The development of the anterior–posterior axis is also greatly influenced by a gene called nanos , an egg-polarity gene that acts at the posterior end of the axis. The nanos gene is transcribed in the adult female, and the resulting mRNA becomes localized at the posterior end of the egg . After fertilization, nanos mRNA is translated into Nanos protein, which diffuses slowly toward the anterior end. The Nanos protein gradient is opposite that of the Bicoid protein: Nanos is most concentrated at the posterior end of the embryo and is least concentrated at the anterior end. Nanos protein inhibits the formation of anterior structures by repressing the translation of hunchback mRNA. The synthesis of the Hunchback protein is therefore stimulated at the anterior end of the embryo by Bicoid protein and is repressed at the posterior end by Nanos protein. This combined stimulation and repression results in a Hunchback protein concentration gradient along the anterior–posterior axis that, in turn, affects the expression of other genes and helps determine the anterior and posterior structures.

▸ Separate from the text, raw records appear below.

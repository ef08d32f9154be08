// src/services/produto_service.rs

use sqlx::PgPool;

use crate::{
    common::error::AppError,
    db::ProdutoRepository,
    models::produto::{normalizar_eans, AtualizarProdutoPayload, Produto},
};

/// Edição e remoção avulsas de produto. Produto e EANs mudam juntos.
#[derive(Clone)]
pub struct ProdutoService {
    pool: PgPool,
    produto_repo: ProdutoRepository,
}

impl ProdutoService {
    pub fn new(pool: PgPool, produto_repo: ProdutoRepository) -> Self {
        Self { pool, produto_repo }
    }

    pub async fn atualizar(&self, id: i32, payload: &AtualizarProdutoPayload) -> Result<Produto, AppError> {
        let mut tx = self.pool.begin().await?;

        let atual = self
            .produto_repo
            .travar_por_id(&mut *tx, id)
            .await?
            .ok_or_else(|| AppError::NotFound("Produto não encontrado.".into()))?;

        let produto = self.produto_repo.atualizar_por_id(&mut *tx, &atual, payload).await?;

        if let Some(eans) = &payload.eans {
            let eans = normalizar_eans(eans);
            self.produto_repo
                .substituir_eans(&mut *tx, &[(produto.cod_loja, produto.codigo, eans.as_slice())])
                .await?;
        }

        tx.commit().await?;
        Ok(produto)
    }

    pub async fn remover(&self, id: i32) -> Result<(), AppError> {
        let mut tx = self.pool.begin().await?;

        let produto = self
            .produto_repo
            .travar_por_id(&mut *tx, id)
            .await?
            .ok_or_else(|| AppError::NotFound("Produto não encontrado.".into()))?;

        self.produto_repo.remover_por_id(&mut *tx, &produto).await?;

        tx.commit().await?;
        tracing::info!("🗑️ Produto {} (loja {}) removido com seus EANs.", produto.codigo, produto.cod_loja);
        Ok(())
    }
}
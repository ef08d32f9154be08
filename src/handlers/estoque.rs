// src/handlers/estoque.rs

use axum::{extract::State, http::StatusCode, response::IntoResponse, Json};

use crate::{
    common::{
        error::AppError,
        extract::{AppJson, AppQuery, OneOrMany},
        pagination::Lista,
        reconcile::ResumoCadastro,
    },
    config::AppState,
    models::estoque::{Estoque, EstoqueAtual, EstoqueAtualQuery, EstoqueInput, EstoqueQuery},
};

#[utoipa::path(
    get,
    path = "/estoque",
    tag = "Estoque",
    params(EstoqueQuery),
    responses((status = 200, description = "Saldos da loja", body = Lista<Estoque>))
)]
pub async fn listar(
    State(app_state): State<AppState>,
    AppQuery(query): AppQuery<EstoqueQuery>,
) -> Result<impl IntoResponse, AppError> {
    let estoque = app_state
        .estoque_repo
        .listar(query.cod_loja, query.cod_produto)
        .await?;
    Ok((StatusCode::OK, Json(Lista::from(estoque))))
}

#[utoipa::path(
    get,
    path = "/estoque/atual",
    tag = "Estoque",
    params(EstoqueAtualQuery),
    responses((status = 200, description = "Saldo atual; quantidade nula sem registro", body = EstoqueAtual))
)]
pub async fn atual(
    State(app_state): State<AppState>,
    AppQuery(query): AppQuery<EstoqueAtualQuery>,
) -> Result<impl IntoResponse, AppError> {
    let quantidade = app_state
        .estoque_repo
        .quantidade_atual(query.cod_loja, query.cod_produto)
        .await?;

    Ok((
        StatusCode::OK,
        Json(EstoqueAtual {
            cod_loja: query.cod_loja,
            cod_produto: query.cod_produto,
            quantidade,
        }),
    ))
}

#[utoipa::path(
    post,
    path = "/estoque/cadastrar",
    tag = "Estoque",
    request_body = Vec<EstoqueInput>,
    responses(
        (status = 201, description = "Lote reconciliado", body = ResumoCadastro),
        (status = 400, description = "Lote vazio, item inválido ou duplicado")
    )
)]
pub async fn cadastrar(
    State(app_state): State<AppState>,
    AppJson(corpo): AppJson<OneOrMany<EstoqueInput>>,
) -> Result<impl IntoResponse, AppError> {
    let resumo = app_state
        .cadastro_service
        .processar(&app_state.estoque_repo, corpo)
        .await?;
    Ok((StatusCode::CREATED, Json(resumo)))
}
pub mod campo;
pub mod error;
pub mod extract;
pub mod pagination;
pub mod reconcile;
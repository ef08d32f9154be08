// src/models/condicao_pagamento.rs

use serde::{Deserialize, Serialize};
use sqlx::FromRow;
use utoipa::ToSchema;
use validator::{Validate, ValidationError};

use crate::common::{
    campo::{self, tri_state, Campo},
    reconcile::{Chave, EntradaCadastro, Reconciliavel},
};

#[derive(Debug, Clone, Serialize, FromRow, ToSchema)]
pub struct CondicaoPagamento {
    pub id: i32,
    pub cod_loja: i32,
    pub codigo: i32,
    pub nome: String,
    pub prazo_dias: Option<i32>,
    pub ativo: bool,
}

fn validar_prazo(input: &CondicaoPagamentoInput) -> Result<(), ValidationError> {
    if let Some(Some(prazo)) = input.prazo_dias {
        if prazo < 0 {
            let mut err = ValidationError::new("range");
            err.message = Some("prazo_dias deve ser inteiro >= 0.".into());
            return Err(err);
        }
    }
    Ok(())
}

#[derive(Debug, Deserialize, Validate, ToSchema)]
#[validate(schema(function = "validar_prazo"))]
pub struct CondicaoPagamentoInput {
    #[validate(
        required(message = "Campos obrigatorios: cod_loja, codigo e nome."),
        range(min = 1, message = "cod_loja deve ser inteiro positivo.")
    )]
    pub cod_loja: Option<i32>,

    #[validate(
        required(message = "Campos obrigatorios: cod_loja, codigo e nome."),
        range(min = 1, message = "codigo deve ser inteiro positivo.")
    )]
    pub codigo: Option<i32>,

    #[validate(
        required(message = "Campos obrigatorios: cod_loja, codigo e nome."),
        length(min = 1, message = "nome nao pode ser vazio.")
    )]
    pub nome: Option<String>,

    #[serde(default, deserialize_with = "tri_state")]
    #[schema(value_type = Option<i32>)]
    pub prazo_dias: Campo<i32>,

    pub ativo: Option<bool>,
}

#[derive(Debug, Clone)]
pub struct CondicaoPagamentoCadastro {
    pub cod_loja: i32,
    pub codigo: i32,
    pub nome: String,
    pub prazo_dias: Campo<i32>,
    pub ativo: Option<bool>,
}

impl EntradaCadastro for CondicaoPagamentoInput {
    type Registro = CondicaoPagamentoCadastro;

    const CAMPOS_OBRIGATORIOS: &'static str = "Campos obrigatorios: cod_loja, codigo e nome.";
    const MENSAGEM_VAZIO: &'static str = "Nenhuma condicao de pagamento informada.";
    const MENSAGEM_SUCESSO: &'static str = "Condicoes de pagamento processadas com sucesso.";

    fn em_registro(self) -> Option<CondicaoPagamentoCadastro> {
        Some(CondicaoPagamentoCadastro {
            cod_loja: self.cod_loja?,
            codigo: self.codigo?,
            nome: self.nome?,
            prazo_dias: self.prazo_dias,
            ativo: self.ativo,
        })
    }
}

impl Reconciliavel for CondicaoPagamentoCadastro {
    type Existente = CondicaoPagamento;
    const ENTIDADE: &'static str = "Condicao de pagamento";

    fn chave(&self) -> Chave {
        Chave::new(self.cod_loja, self.codigo)
    }

    fn chave_existente(existente: &CondicaoPagamento) -> Chave {
        Chave::new(existente.cod_loja, existente.codigo)
    }

    fn difere(&self, e: &CondicaoPagamento) -> bool {
        self.nome != e.nome
            || campo::alterado(&self.prazo_dias, &e.prazo_dias)
            || self.ativo.is_some_and(|ativo| ativo != e.ativo)
    }
}

#[cfg(test)]
mod tests {
    use super::*;

    #[test]
    fn prazo_negativo_e_rejeitado() {
        let input: CondicaoPagamentoInput =
            serde_json::from_str(r#"{"cod_loja": 1, "codigo": 2, "nome": "30 dias", "prazo_dias": -1}"#).unwrap();
        let erros = input.validate().unwrap_err();
        match crate::common::error::AppError::item_invalido(0, erros) {
            crate::common::error::AppError::ItemInvalido { message, .. } => {
                assert_eq!(message, "prazo_dias deve ser inteiro >= 0.")
            }
            other => panic!("variante inesperada: {other:?}"),
        }
    }

    #[test]
    fn prazo_nulo_limpa() {
        let atual = CondicaoPagamento {
            id: 1,
            cod_loja: 1,
            codigo: 2,
            nome: "30 dias".into(),
            prazo_dias: Some(30),
            ativo: true,
        };
        let input: CondicaoPagamentoInput =
            serde_json::from_str(r#"{"cod_loja": 1, "codigo": 2, "nome": "30 dias", "prazo_dias": null}"#).unwrap();
        assert!(input.em_registro().unwrap().difere(&atual));
    }
}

Like all insects, the fruit fly has a segmented body plan. When the basic dorsal–ventral and anterior–posterior axes of the fruit-fly embryo have been established, segmentation genes control the differentiation of the embryo into individual segments. These genes affect the number and organization of the segments, and mutations in them usually disrupt whole sets of segments. The approximately 25 segmentation genes in Drosophila are transcribed after fertilization; so they don’t exhibit a genetic maternal effect, and their expression is regulated by the Bicoid and Nanos protein gradients. The segmentation genes fall into three groups. The three groups of genes act sequentially, affecting progressively smaller regions of the embryo . First, the products of the egg-polarity genes activate or repress gap genes, which divide the embryo into broad regions. The gap genes, in turn, regulate pair-rule genes, which affect the development of pairs of segments. Finally, the pair-rule genes influence segment-polarity genes, which guide the development of individual segments. Gap genes define large sections of the embryo; mutations in these genes eliminate whole groups of adjacent segments . Mutations in the Krüppel gene, for example, cause the absence of several adjacent segments. Pair-rule genes define regional sections of the embryo and affect alternate segments. Mutations in the even-skipped gene cause the deletion of even-numbered segments, whereas mutations in the fushi tarazu gene cause the absence of odd-numbered segments. Segment-polarity genes affect the organization of segments . Mutations in these genes cause part of each segment to be deleted and replaced by a mirror image of part or all of an adjacent segment. For example, mutations in the gooseberry gene cause the the posterior half of each segment to be replaced by the anterior half of an adjacent segment. Segmentation gene

Homeotic genes After the segmentation genes have established the number and orientation of the segments, homeotic genes become active and determine the identity of individual segments. Eyes normally arise only on the head segment, whereas legs develop only on the thoracic segments. The products of homeotic genes activate other genes that encode these segment-specific characteristics. Mutations in the homeotic genes cause body parts to appear in the wrong segments. In the late 1940s, Edward Lewis began to study homeotic mutations in Drosophila—mutations that cause bizarre rearrangements of body parts. Mutations in the Antennapedia gene, for example, cause legs to develop on the head of a fly in place of the antenna Homeotic genes create addresses for the cells of particular segments, telling the cells where they are within the regions defined by the segmentation genes. When a homeotic gene is mutated, the address is wrong and cells in the segment develop as though they were somewhere else in the embryo. Homeotic genes in Drosophila are expressed after fertilization and are activated by specific concentrations of the proteins produced by the gap, pair-rule, and segmentpolarity genes. The homeotic gene Ultrabithorax ( Ubx ), for example, is activated when the concentration of Hunchback protein (a product of a gap gene) is within certain values. These concentrations exist only in the middle region of the embryo; so Ubx is expressed only in these segments.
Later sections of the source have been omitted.